▶ _EXTRACTED DATA_:
····················
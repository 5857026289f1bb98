// src/db/post_repo.rs

use sqlx::PgPool;
use uuid::Uuid;

use crate::{
    common::{
        db_utils::{map_constraint_error, WriteOutcome},
        error::AppError,
    },
    models::post::PostWithAuthor,
};

#[derive(Clone)]
pub struct PostRepository {
    pool: PgPool,
}

impl PostRepository {
    pub fn new(pool: PgPool) -> Self {
        Self { pool }
    }

    pub async fn list(&self) -> Result<Vec<PostWithAuthor>, AppError> {
        let posts = sqlx::query_as::<_, PostWithAuthor>(
            r#"
            SELECT p.*, u.full_name AS author_name
            FROM internal_posts p
            JOIN users u ON u.id = p.author_id
            ORDER BY p.created_at DESC
            "#,
        )
        .fetch_all(&self.pool)
        .await?;

        Ok(posts)
    }

    pub async fn find(&self, id: Uuid) -> Result<Option<PostWithAuthor>, AppError> {
        let post = sqlx::query_as::<_, PostWithAuthor>(
            r#"
            SELECT p.*, u.full_name AS author_name
            FROM internal_posts p
            JOIN users u ON u.id = p.author_id
            WHERE p.id = $1
            "#,
        )
        .bind(id)
        .fetch_optional(&self.pool)
        .await?;

        Ok(post)
    }

    /// Só o id volta: o handler relê o post com o nome do autor.
    pub async fn create(
        &self,
        title: &str,
        body: &str,
        category: &str,
        author_id: Uuid,
    ) -> Result<WriteOutcome, AppError> {
        let id: Uuid = sqlx::query_scalar(
            r#"
            INSERT INTO internal_posts (title, body, category, author_id)
            VALUES ($1, $2, $3, $4)
            RETURNING id
            "#,
        )
        .bind(title)
        .bind(body)
        .bind(category)
        .bind(author_id)
        .fetch_one(&self.pool)
        .await
        .map_err(map_constraint_error)?;

        Ok(WriteOutcome::inserted(id))
    }

    pub async fn author_of(&self, id: Uuid) -> Result<Option<Uuid>, AppError> {
        let author: Option<Uuid> =
            sqlx::query_scalar("SELECT author_id FROM internal_posts WHERE id = $1")
                .bind(id)
                .fetch_optional(&self.pool)
                .await?;
        Ok(author)
    }

    pub async fn delete(&self, id: Uuid) -> Result<WriteOutcome, AppError> {
        let result = sqlx::query("DELETE FROM internal_posts WHERE id = $1")
            .bind(id)
            .execute(&self.pool)
            .await?;

        Ok(WriteOutcome::from_result(result))
    }
}
// src/db/user_repo.rs

use sqlx::PgPool;
use uuid::Uuid;

use crate::{
    common::{
        db_utils::{Procedure, WriteOutcome},
        error::AppError,
    },
    models::user::{NewUser, User, UserChanges},
};

// O repositório de usuários, responsável por todas as interações com a tabela 'users'
#[derive(Clone)]
pub struct UserRepository {
    pool: PgPool,
}

impl UserRepository {
    pub fn new(pool: PgPool) -> Self {
        Self { pool }
    }

    // Busca um usuário pelo seu e-mail (ativo ou não, quem decide é o serviço)
    pub async fn find_by_email(&self, email: &str) -> Result<Option<User>, AppError> {
        let user = sqlx::query_as::<_, User>("SELECT * FROM users WHERE lower(email) = lower($1)")
            .bind(email)
            .fetch_optional(&self.pool)
            .await?;
        Ok(user)
    }

    pub async fn find_by_id(&self, id: Uuid) -> Result<Option<User>, AppError> {
        let user = sqlx::query_as::<_, User>("SELECT * FROM users WHERE id = $1")
            .bind(id)
            .fetch_optional(&self.pool)
            .await?;
        Ok(user)
    }

    pub async fn list(&self) -> Result<Vec<User>, AppError> {
        let users = sqlx::query_as::<_, User>("SELECT * FROM users ORDER BY created_at DESC")
            .fetch_all(&self.pool)
            .await?;
        Ok(users)
    }

    pub async fn count(&self) -> Result<i64, AppError> {
        let count: i64 = sqlx::query_scalar("SELECT COUNT(*) FROM users")
            .fetch_one(&self.pool)
            .await?;
        Ok(count)
    }

    // E-mail duplicado vira AppError::EmailAlreadyExists dentro do Procedure
    pub async fn create(&self, new_user: NewUser) -> Result<User, AppError> {
        Procedure::new("sp_user_create")
            .bind(new_user.email)
            .bind(new_user.password_hash)
            .bind(new_user.full_name)
            .bind(new_user.phone)
            .bind(new_user.role)
            .fetch_one(&self.pool)
            .await
    }

    pub async fn update(&self, id: Uuid, changes: UserChanges) -> Result<WriteOutcome, AppError> {
        let result = sqlx::query(
            r#"
            UPDATE users
            SET full_name = COALESCE($2, full_name),
                phone     = COALESCE($3, phone),
                role      = COALESCE($4, role),
                photo_url = COALESCE($5, photo_url)
            WHERE id = $1
            "#,
        )
        .bind(id)
        .bind(changes.full_name)
        .bind(changes.phone)
        .bind(changes.role)
        .bind(changes.photo_url)
        .execute(&self.pool)
        .await?;

        Ok(WriteOutcome::from_result(result))
    }

    // Exclusão lógica
    pub async fn deactivate(&self, id: Uuid) -> Result<WriteOutcome, AppError> {
        let result = sqlx::query("UPDATE users SET is_active = FALSE WHERE id = $1")
            .bind(id)
            .execute(&self.pool)
            .await?;

        Ok(WriteOutcome::from_result(result))
    }
}
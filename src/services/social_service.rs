// src/services/social_service.rs

use uuid::Uuid;

use crate::{
    common::error::{AppError, Entity},
    db::{PropertyRepository, SocialRepository},
    models::social::{mock_post_url, normalize_network, PublishedEntry, SocialMediaLog},
};

#[derive(Clone)]
pub struct SocialService {
    repo: SocialRepository,
    property_repo: PropertyRepository,
}

impl SocialService {
    pub fn new(repo: SocialRepository, property_repo: PropertyRepository) -> Self {
        Self {
            repo,
            property_repo,
        }
    }

    /// Publicação simulada: gera uma URL por rede e registra tudo na auditoria.
    pub async fn publish(
        &self,
        property_id: Uuid,
        networks: &[String],
    ) -> Result<Vec<PublishedEntry>, AppError> {
        let networks = normalize_networks(networks)?;

        if !self.property_repo.exists(property_id).await? {
            return Err(AppError::NotFound(Entity::Property));
        }

        let mut tx = self.repo.pool().begin().await?;
        let mut published = Vec::with_capacity(networks.len());

        for network in networks {
            let post_url = mock_post_url(&network, property_id, Uuid::new_v4());
            self.repo
                .log(&mut *tx, property_id, &network, &post_url)
                .await?;
            published.push(PublishedEntry { network, post_url });
        }

        tx.commit().await?;

        tracing::info!(property_id = %property_id, count = published.len(), "imóvel publicado nas redes");
        Ok(published)
    }

    pub async fn list_logs(&self, property_id: Uuid) -> Result<Vec<SocialMediaLog>, AppError> {
        self.repo.list_by_property(property_id).await
    }
}

/// Normaliza e remove duplicadas, mantendo a ordem.
fn normalize_networks(raw: &[String]) -> Result<Vec<String>, AppError> {
    let mut networks: Vec<String> = Vec::with_capacity(raw.len());
    for name in raw {
        let network = normalize_network(name).ok_or(AppError::InvalidParameter("networks"))?;
        if !networks.contains(&network) {
            networks.push(network);
        }
    }

    if networks.is_empty() {
        return Err(AppError::MissingParameter("networks"));
    }
    Ok(networks)
}
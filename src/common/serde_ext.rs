// src/common/serde_ext.rs

use serde::{de, Deserialize, Deserializer};

// Os formulários antigos mandam flags como 0/1 ou "true"/"false".
#[derive(Deserialize)]
#[serde(untagged)]
enum FlagRepr {
    Bool(bool),
    Int(i64),
    Text(String),
}

impl FlagRepr {
    fn into_bool<E: de::Error>(self) -> Result<bool, E> {
        match self {
            FlagRepr::Bool(b) => Ok(b),
            FlagRepr::Int(0) => Ok(false),
            FlagRepr::Int(1) => Ok(true),
            FlagRepr::Int(n) => Err(E::custom(format!("flag inválida: {n}"))),
            FlagRepr::Text(s) => match s.trim().to_ascii_lowercase().as_str() {
                "1" | "true" => Ok(true),
                "0" | "false" => Ok(false),
                other => Err(E::custom(format!("flag inválida: {other}"))),
            },
        }
    }
}

/// Para campos `Option<bool>` com `#[serde(default, deserialize_with = "optional_flag")]`.
pub fn optional_flag<'de, D>(deserializer: D) -> Result<Option<bool>, D::Error>
where
    D: Deserializer<'de>,
{
    Option::<FlagRepr>::deserialize(deserializer)?
        .map(FlagRepr::into_bool)
        .transpose()
}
····················
▶ _HOW TO COMPLETE THIS TASK_:
Which lines above include the word "SocialMediaLog"? Return each one.

▶ _EXERCISE ANSWER_:
    models::social::{mock_post_url, normalize_network, PublishedEntry, SocialMediaLog},
    pub async fn list_logs(&self, property_id: Uuid) -> Result<Vec<SocialMediaLog>, AppError> {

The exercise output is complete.